Often, however, they went to war on account of the revolts of the Messenians. Tyrtaeus says in his poems that the first conquest of Messenia took place in the time of his fathers' fathers; the second, at the time when the Messenians chose the Argives, Eleians, Pisatans, and Arcadians as allies and revolted—the Arcadians furnishing Aristocrates1 the king of Orchomenus as general and the Pisatae furnishing Pantaleon the son of Omphalion; at this time, he says, he himself was the Lacedaemonian general in the war,2 for in his elegy entitled Eunomia he says that he came from there: “"For the son of Cronus, spouse of Hera of the beautiful crown, Zeus himself, hath given this city to the Heracleidae, in company with whom I left windy Erineus, and came to the broad island of Pelops."
34 Therefore either these verses of the elegy must be denied authority or we must discredit Philochorus,5 who says that Tyrtaeus was an Athenian from the deme of Aphidnae, and also Callisthenes and several other writers, who say that he came from Athens when the Lacedaemonians asked for him in accordance with an oracle which bade them to get a commander from the Athenians. So the second war was in the time of Tyrtaeus; but also a third and fourth war took place, they say, in which the Messenians were defeated.6 The voyage round the coast of Messenia, following the sinuosities of the gulfs, is, all told, about eight hundred stadia in length.

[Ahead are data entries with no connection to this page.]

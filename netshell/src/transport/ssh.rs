//! SSH transport implementation using russh.

use std::sync::Arc;

use log::{debug, trace};
use russh::client::{self, Handle, Msg};
use russh::keys::{PrivateKeyWithHashAlg, PublicKey, decode_secret_key, load_secret_key};
use russh::{Channel, ChannelStream, Disconnect};
use secrecy::ExposeSecret;
use tokio::io::{AsyncRead, AsyncWrite};

use super::algorithms::AlgorithmProfile;
use super::config::{PtyRequest, TransportConfig};
use crate::credentials::AuthMethod;
use crate::error::{Result, TransportError};

/// Whether `SSH_DEBUG=true` is set, enabling verbose negotiation logging.
fn ssh_debug() -> bool {
    std::env::var("SSH_DEBUG").map(|v| v == "true").unwrap_or(false)
}

/// SSH transport wrapping a russh client.
///
/// A transport owns exactly one authenticated SSH connection. Shell and
/// `direct-tcpip` channels are opened on top of it.
pub struct SshTransport {
    /// The russh session handle.
    session: Handle<SshHandler>,

    /// The algorithm profile the connection was negotiated with.
    profile: AlgorithmProfile,
}

impl SshTransport {
    /// Connect and authenticate, walking the algorithm fallback chain.
    ///
    /// Profiles are tried modern → legacy → ultra-legacy. Only negotiation
    /// failures advance the chain; an authentication rejection is permanent.
    pub async fn connect(config: &TransportConfig) -> Result<Self> {
        let mut last_error: Option<TransportError> = None;

        for profile in AlgorithmProfile::FALLBACK_CHAIN {
            if ssh_debug() {
                debug!(
                    "connecting to {}:{} with {} algorithm profile",
                    config.host, config.port, profile
                );
            }

            let ssh_config = Arc::new(Self::client_config(config, profile));
            let connected = tokio::time::timeout(
                config.timeout,
                client::connect(
                    ssh_config,
                    (config.host.as_str(), config.port),
                    SshHandler::new(&config.host),
                ),
            )
            .await;

            match connected {
                Err(_) => {
                    return Err(TransportError::Timeout(config.timeout).into());
                }
                Ok(Err(e)) if is_negotiation_failure(&e) => {
                    debug!(
                        "{} profile rejected by {}:{}: {}",
                        profile, config.host, config.port, e
                    );
                    last_error = Some(TransportError::Ssh(e));
                    continue;
                }
                Ok(Err(russh::Error::IO(e))) => {
                    return Err(TransportError::ConnectionFailed {
                        host: config.host.clone(),
                        port: config.port,
                        message: e.to_string(),
                    }
                    .into());
                }
                Ok(Err(e)) => {
                    return Err(TransportError::Ssh(e).into());
                }
                Ok(Ok(mut session)) => {
                    Self::authenticate(&mut session, config).await?;
                    if ssh_debug() {
                        debug!(
                            "connected to {}:{} ({} profile)",
                            config.host, config.port, profile
                        );
                    }
                    return Ok(Self { session, profile });
                }
            }
        }

        Err(TransportError::AuthOrAlgorithm {
            user: config.username.clone(),
            message: match last_error {
                Some(e) => format!("all algorithm profiles exhausted: {}", e),
                None => "all algorithm profiles exhausted".to_string(),
            },
        }
        .into())
    }

    /// Connect and authenticate over an already-established byte stream,
    /// using a single algorithm profile.
    ///
    /// This is the tunneled half of a jump-host connection: the stream is a
    /// `direct-tcpip` channel on the bastion transport, consumed by the
    /// handshake, so the caller drives the fallback chain by opening a fresh
    /// tunnel per attempt.
    pub async fn connect_over_stream<S>(
        config: &TransportConfig,
        stream: S,
        profile: AlgorithmProfile,
    ) -> Result<Self>
    where
        S: AsyncRead + AsyncWrite + Send + Unpin + 'static,
    {
        if ssh_debug() {
            debug!(
                "connecting to {}:{} through tunnel with {} algorithm profile",
                config.host, config.port, profile
            );
        }

        let ssh_config = Arc::new(Self::client_config(config, profile));
        let mut session = tokio::time::timeout(
            config.timeout,
            client::connect_stream(ssh_config, stream, SshHandler::new(&config.host)),
        )
        .await
        .map_err(|_| TransportError::Timeout(config.timeout))?
        .map_err(TransportError::Ssh)?;

        Self::authenticate(&mut session, config).await?;
        Ok(Self { session, profile })
    }

    /// The algorithm profile this connection negotiated.
    pub fn profile(&self) -> AlgorithmProfile {
        self.profile
    }

    /// Whether the underlying SSH connection is still open.
    pub fn is_open(&self) -> bool {
        !self.session.is_closed()
    }

    /// Open an interactive shell channel with the requested PTY.
    pub async fn open_shell(&self, pty: &PtyRequest) -> Result<Channel<Msg>> {
        let channel = self
            .session
            .channel_open_session()
            .await
            .map_err(TransportError::Ssh)?;

        channel
            .request_pty(true, &pty.term, pty.width, pty.height, 0, 0, &[])
            .await
            .map_err(TransportError::Ssh)?;

        channel
            .request_shell(true)
            .await
            .map_err(TransportError::Ssh)?;

        trace!("shell channel open ({} {}x{})", pty.term, pty.width, pty.height);
        Ok(channel)
    }

    /// Ask the server to open a `direct-tcpip` channel to a further target
    /// and return it as a byte stream.
    pub async fn open_tunnel(&self, host: &str, port: u16) -> Result<ChannelStream<Msg>> {
        let channel = self
            .session
            .channel_open_direct_tcpip(host, u32::from(port), "127.0.0.1", 0)
            .await
            .map_err(TransportError::Ssh)?;

        debug!("direct-tcpip tunnel open to {}:{}", host, port);
        Ok(channel.into_stream())
    }

    /// Close the connection.
    pub async fn close(&self) -> Result<()> {
        self.session
            .disconnect(Disconnect::ByApplication, "", "en")
            .await
            .map_err(TransportError::Ssh)?;
        Ok(())
    }

    /// Build the russh client config for one profile.
    fn client_config(config: &TransportConfig, profile: AlgorithmProfile) -> client::Config {
        client::Config {
            preferred: profile.preferred(),
            keepalive_interval: config.keepalive_interval,
            keepalive_max: config.keepalive_max,
            ..Default::default()
        }
    }

    /// Authenticate with the server.
    async fn authenticate(session: &mut Handle<SshHandler>, config: &TransportConfig) -> Result<()> {
        let success = match &config.auth {
            AuthMethod::Password(password) => session
                .authenticate_password(&config.username, password.expose_secret())
                .await
                .map_err(TransportError::Ssh)?
                .success(),
            AuthMethod::PrivateKey { key, passphrase } => {
                let key = decode_secret_key(
                    key.expose_secret(),
                    passphrase.as_ref().map(|p| p.expose_secret()),
                )
                .map_err(|e| TransportError::Key(e.to_string()))?;
                Self::authenticate_key(session, config, key).await?
            }
            AuthMethod::PrivateKeyFile { path, passphrase } => {
                let key = load_secret_key(path, passphrase.as_ref().map(|p| p.expose_secret()))
                    .map_err(|e| TransportError::Key(e.to_string()))?;
                Self::authenticate_key(session, config, key).await?
            }
        };

        if !success {
            return Err(TransportError::AuthOrAlgorithm {
                user: config.username.clone(),
                message: "authentication rejected by server".to_string(),
            }
            .into());
        }

        Ok(())
    }

    /// Public-key authentication with RSA hash negotiation.
    async fn authenticate_key(
        session: &mut Handle<SshHandler>,
        config: &TransportConfig,
        key: russh::keys::PrivateKey,
    ) -> Result<bool> {
        let hash_alg = session
            .best_supported_rsa_hash()
            .await
            .map_err(TransportError::Ssh)?
            .flatten();

        Ok(session
            .authenticate_publickey(
                &config.username,
                PrivateKeyWithHashAlg::new(Arc::new(key), hash_alg),
            )
            .await
            .map_err(TransportError::Ssh)?
            .success())
    }
}

/// Whether a handshake error should advance the algorithm fallback chain.
pub(crate) fn is_negotiation_failure(error: &russh::Error) -> bool {
    matches!(
        error,
        russh::Error::NoCommonAlgo { .. } | russh::Error::Disconnect
    )
}

/// SSH client handler for russh.
///
/// Host keys are accepted without verification: network gear is reached by
/// management address, frequently reinstalled, and the surrounding system
/// does not maintain a known-hosts store.
struct SshHandler {
    host: String,
}

impl SshHandler {
    fn new(host: &str) -> Self {
        Self {
            host: host.to_string(),
        }
    }
}

impl client::Handler for SshHandler {
    type Error = russh::Error;

    async fn check_server_key(
        &mut self,
        server_public_key: &PublicKey,
    ) -> std::result::Result<bool, Self::Error> {
        if ssh_debug() {
            debug!(
                "accepting {} host key from {}",
                server_public_key.algorithm(),
                self.host
            );
        } else {
            trace!("accepting host key from {}", self.host);
        }
        Ok(true)
    }
}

1 On the perfidy of Aristocrates, see Paus. 4.17.4

2 Tyrt. Fr. 8 (Bergk)

3 Tyrt. Fr. 2 (Bergk)

4 Erineus was an important city in the district of Doris (see 9. 4. 10 and 10. 4. 6). Thuc. 1.107 calls Doris the "mother-city of the Lacedaemonians."

5 Among other works Philochorus was the author of an Atthis, a history of Attica in seventeen books from the earliest time to 261 B.C. Only fragments are extant.

6 Diod. Sic. 15.66 mentions only three Messenian wars.